Supplied material:

-----

#[test]
fn trace_log_limit_keeps_latest_entries() -> Result<()> {
    let mut page = ready_page("<div id='p' class='popup'></div>")?;
    assert!(page.set_trace_log_limit(0).is_err());
    page.enable_trace(true);
    page.set_trace_stderr(false);
    page.set_trace_events(false);
    page.set_trace_log_limit(2)?;
    for _ in 0..3 {
        page.click("#p")?;
    }
    assert_eq!(
        page.take_trace_logs(),
        vec![
            "[popup] toggle #p shown=false".to_string(),
            "[popup] toggle #p shown=true".to_string(),
        ]
    );
    Ok(())
}

#[test]
fn deep_trees_dispatch_and_serialize() -> Result<()> {
    let depth = 5_000;
    let mut html = String::from("<div id='p' class='popup'>");
    for _ in 0..depth {
        html.push_str("<span>");
    }
    html.push_str("<b id='leaf'>x</b>");
    for _ in 0..depth {
        html.push_str("</span>");
    }
    html.push_str("</div>");

    let mut page = ready_page(&html)?;
    page.click("#leaf")?;
    page.assert_class("#p", "shown", true)?;
    assert_eq!(page.text_content(page.select_one("#p")?), "x");
    assert!(page.dump_dom("#p")?.ends_with("</span></div>"));
    Ok(())
}

#[test]
fn contains_node_is_inclusive() -> Result<()> {
    let page = Page::from_html("<div id='p'><i id='i'></i></div><b id='b'></b>")?;
    let p = page.select_one("#p")?;
    let i = page.select_one("#i")?;
    let b = page.select_one("#b")?;
    assert!(page.contains_node(p, p));
    assert!(page.contains_node(p, i));
    assert!(!page.contains_node(p, b));
    assert!(page.contains_node(page.document(), b));
    assert_eq!(i.index(), p.index() + 1);
    Ok(())
}

#[test]
fn only_click_events_toggle() -> Result<()> {
    let mut page = ready_page("<div id='p' class='popup'><i id='i'>x</i></div>")?;
    page.dispatch("#i", "mouseover")?;
    page.dispatch("#i", "focus")?;
    page.assert_class("#p", "shown", false)?;
    page.dispatch("#i", "click")?;
    page.assert_class("#p", "shown", true)?;
    Ok(())
}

-----

Work to be completed: An exact copy of every line above, start to finish, is required.

Result:
#[test]
fn trace_log_limit_keeps_latest_entries() -> Result<()> {
    let mut page = ready_page("<div id='p' class='popup'></div>")?;
    assert!(page.set_trace_log_limit(0).is_err());
    page.enable_trace(true);
    page.set_trace_stderr(false);
    page.set_trace_events(false);
    page.set_trace_log_limit(2)?;
    for _ in 0..3 {
        page.click("#p")?;
    }
    assert_eq!(
        page.take_trace_logs(),
        vec![
            "[popup] toggle #p shown=false".to_string(),
            "[popup] toggle #p shown=true".to_string(),
        ]
    );
    Ok(())
}

#[test]
fn deep_trees_dispatch_and_serialize() -> Result<()> {
    let depth = 5_000;
    let mut html = String::from("<div id='p' class='popup'>");
    for _ in 0..depth {
        html.push_str("<span>");
    }
    html.push_str("<b id='leaf'>x</b>");
    for _ in 0..depth {
        html.push_str("</span>");
    }
    html.push_str("</div>");

    let mut page = ready_page(&html)?;
    page.click("#leaf")?;
    page.assert_class("#p", "shown", true)?;
    assert_eq!(page.text_content(page.select_one("#p")?), "x");
    assert!(page.dump_dom("#p")?.ends_with("</span></div>"));
    Ok(())
}

#[test]
fn contains_node_is_inclusive() -> Result<()> {
    let page = Page::from_html("<div id='p'><i id='i'></i></div><b id='b'></b>")?;
    let p = page.select_one("#p")?;
    let i = page.select_one("#i")?;
    let b = page.select_one("#b")?;
    assert!(page.contains_node(p, p));
    assert!(page.contains_node(p, i));
    assert!(!page.contains_node(p, b));
    assert!(page.contains_node(page.document(), b));
    assert_eq!(i.index(), p.index() + 1);
    Ok(())
}

#[test]
fn only_click_events_toggle() -> Result<()> {
    let mut page = ready_page("<div id='p' class='popup'><i id='i'>x</i></div>")?;
    page.dispatch("#i", "mouseover")?;
    page.dispatch("#i", "focus")?;
    page.assert_class("#p", "shown", false)?;
    page.dispatch("#i", "click")?;
    page.assert_class("#p", "shown", true)?;
    Ok(())
}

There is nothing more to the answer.